On Thu, 2006-08-31 at 12:31 +0300, Peter Nixon wrote:
Good question. Does anyone have anything against changing this?
-Peter
On Thu 31 Aug 2006 10:11, Santiago Balaguer García wrote:
Thanks James, I don't figure out to use primary key solves the problem of duplicate keys. I had in radacct as primary key <<radacctid>> but now I am going to have <<acctuniqueid>>.
This proble cause a new thread: why radacctid is the primary key of radacct table instead od acctuniqueid?
I used a slightly different solution in my PostgreSQL implementation : ALTER TABLE ONLY radacct ADD CONSTRAINT radacct_unique_session UNIQUE ( username, nasipaddress, nasportid, acctsessionid ); NOTE: When duplicate records come in you will see errors in the log file like these : Fri Jul 7 13:06:47 2006 : Error: rlm_sql (sql): failed after re-connect Fri Jul 7 13:06:47 2006 : Error: rlm_sql (sql): Couldn't insert SQL accounting START record - ERROR: duplicate key violates unique constraint "radacct_unique_session" These errors are mostly informational, because when the insert fails, rlm_sql will use the alternate "update" method and will succeed. This is the same method I used on a customized Cistron server I used for over 5 years and had no problems. For some reason acctuniqueid was not unique in the duplicate packets, so my initial attempts at using it were unsuccessful. PostgreSQL can have a primary key that spans multiple columns, and would look like this {IIRC} : ALTER TABLE ONLY radacct ADD CONSTRAINT radacct_pkey_session PRIMARY KEY ( username, nasipaddress, nasportid, acctsessionid ); I did not use this, because I did not want to significantly change the default configuration of most of the tables. Once I get a chance to clean up the admin interface I have been developing I will likely want to add some changes to the PostgreSQL default schema that will allow better management without affecting the default configuration, but since I am not finished I don't want to add the changes to CVS quite yet.
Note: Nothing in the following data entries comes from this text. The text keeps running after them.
//! # 周期耗时统计
//!
//! 累积统计：只做加法，样本一旦记录不会被移除（不开窗）。
//! 单个样本默认不保留，只有显式启用 [`CycleTrace`] 时才保存最近 N 个。
//!
//! 性能退化（均值超过阈值）只作为建议性告警返回给调用方，不会中止流式控制。

use crate::clock::{CycleClock, CycleSample, CycleTimestamp};
use std::collections::VecDeque;
use std::fmt;
use std::time::Duration;

/// 采样句柄（由 `begin_sample()` 返回，交给 `end_sample()` 结束）
#[derive(Debug)]
#[must_use = "a sample is only recorded once it is passed to end_sample()"]
pub struct SampleHandle {
    sequence: u64,
    start: CycleTimestamp,
}

impl SampleHandle {
    pub fn sequence(&self) -> u64 {
        self.sequence
    }
}

/// 有界周期轨迹（环形缓冲）
#[derive(Debug, Clone)]
pub struct CycleTrace {
    capacity: usize,
    samples: VecDeque<CycleSample>,
}

impl CycleTrace {
    pub fn new(capacity: usize) -> Self {
        Self {
            capacity,
            samples: VecDeque::with_capacity(capacity),
        }
    }

    pub fn push(&mut self, sample: CycleSample) {
        if self.capacity == 0 {
            return;
        }
        if self.samples.len() == self.capacity {
            self.samples.pop_front();
        }
        self.samples.push_back(sample);
    }

    pub fn capacity(&self) -> usize {
        self.capacity
    }

    pub fn len(&self) -> usize {
        self.samples.len()
    }

    pub fn is_empty(&self) -> bool {
        self.samples.is_empty()
    }

    /// 从旧到新迭代
    pub fn iter(&self) -> impl Iterator<Item = &CycleSample> {
        self.samples.iter()
    }

    pub fn latest(&self) -> Option<&CycleSample> {
        self.samples.back()
    }
}

/// 周期耗时统计
#[derive(Debug, Clone)]
pub struct TimingStatistics {
    clock: CycleClock,
    count: u64,
    total_nanos: u128,
    max_nanos: u64,
    min_nanos: u64,
    next_sequence: u64,
    trace: Option<CycleTrace>,
}

impl TimingStatistics {
    pub fn new() -> Self {
        Self::with_clock(CycleClock::new())
    }

    pub fn with_clock(clock: CycleClock) -> Self {
        Self {
            clock,
            count: 0,
            total_nanos: 0,
            max_nanos: 0,
            min_nanos: u64::MAX,
            next_sequence: 1,
            trace: None,
        }
    }

    /// 启用有界轨迹（`capacity == 0` 表示关闭）
    pub fn with_trace(mut self, capacity: usize) -> Self {
        self.trace = (capacity > 0).then(|| CycleTrace::new(capacity));
        self
    }

    pub fn clock(&self) -> &CycleClock {
        &self.clock
    }

    /// 开始一个采样
    pub fn begin_sample(&mut self) -> SampleHandle {
        let sequence = self.next_sequence;
        self.next_sequence += 1;
        SampleHandle {
            sequence,
            start: self.clock.now(),
        }
    }

    /// 结束采样并记录耗时
    pub fn end_sample(&mut self, handle: SampleHandle) -> CycleSample {
        let sample = CycleSample {
            sequence: handle.sequence,
            start: handle.start,
            end: self.clock.now(),
        };
        self.record(sample.duration());
        if let Some(trace) = self.trace.as_mut() {
            trace.push(sample);
        }
        sample
    }

    /// 直接记录一个耗时（例如由外部测得的周期间隔）
    pub fn record(&mut self, duration: Duration) {
        let nanos = duration.as_nanos().min(u64::MAX as u128) as u64;
        self.count += 1;
        self.total_nanos += nanos as u128;
        self.max_nanos = self.max_nanos.max(nanos);
        self.min_nanos = self.min_nanos.min(nanos);
    }

    pub fn sample_count(&self) -> u64 {
        self.count
    }

    /// 平均耗时（无样本时为 `None`）
    pub fn mean_duration(&self) -> Option<Duration> {
        if self.count == 0 {
            return None;
        }
        let mean = self.total_nanos / self.count as u128;
        Some(Duration::from_nanos(mean as u64))
    }

    /// 平均耗时（毫秒，无样本时为 NaN）
    pub fn mean_millis(&self) -> f64 {
        if self.count == 0 {
            return f64::NAN;
        }
        self.total_nanos as f64 / self.count as f64 / 1_000_000.0
    }

    /// 最大耗时（无样本时为零）
    pub fn max_duration(&self) -> Duration {
        Duration::from_nanos(self.max_nanos)
    }

    pub fn min_duration(&self) -> Option<Duration> {
        (self.count > 0).then(|| Duration::from_nanos(self.min_nanos))
    }

    /// 均值是否超过阈值（严格大于，等于阈值不算退化）
    ///
    /// 用整数比较 `Σd > threshold × N`，避免浮点除法在边界上的误差。
    pub fn is_degraded(&self, threshold: Duration) -> bool {
        if self.count == 0 {
            return false;
        }
        self.total_nanos > threshold.as_nanos() * self.count as u128
    }

    pub fn trace(&self) -> Option<&CycleTrace> {
        self.trace.as_ref()
    }
}

impl Default for TimingStatistics {
    fn default() -> Self {
        Self::new()
    }
}

impl fmt::Display for TimingStatistics {
    fn fmt(&self, f: &mut fmt::Formatter<'_>) -> fmt::Result {
        if self.count == 0 {
            return write!(f, "no samples");
        }
        write!(
            f,
            "{} samples, mean {:.3}ms, min {:.3}ms, max {:.3}ms",
            self.count,
            self.mean_millis(),
            self.min_nanos as f64 / 1_000_000.0,
            self.max_nanos as f64 / 1_000_000.0
        )
    }
}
From: James Wakefield <jamesw@deakin.edu.au> Reply-To: FreeRadius users mailing list <freeradius-users@lists.freeradius.org> To: FreeRadius users mailing list <freeradius-users@lists.freeradius.org> Subject: Re: Duplicate requests in a session Date: Wed, 30 Aug 2006 22:07:09 +1000
Santiago Balaguer García wrote:
Hi people,
1) In my activity I realize that when the conexion to Internet of a NAS is NOT good (there are some reday in the DSL), the NAS send several Start requests. My problen is my RADIUS server ask for all these requests and they are inserted in my DB. So, when the user or the NAS finalize the session and NAS sends Stop Request, the credit associates to the user account is decremented several times. It happens so because I put a trgger in my DB to decrement the user credit atomatically.
Can I avoid the problem of inserting several times the start request? If it is so, how??
2) Is it supposed that the value of acctsessionid and acctuniqueid in radacct table are UNIQUE and they can not be duplicated ?
Thanks, Santiago
Hi Santiago,
Does your DBMS enforce primary key constraints? Do you have a primary key defined for your radacct table? If I recall correctly, MySQL by default doesn't, are you using MySQL?
Cheers, -- James Wakefield, Unix Administrator, Information Technology Services Division Deakin University, Geelong, Victoria 3217 Australia.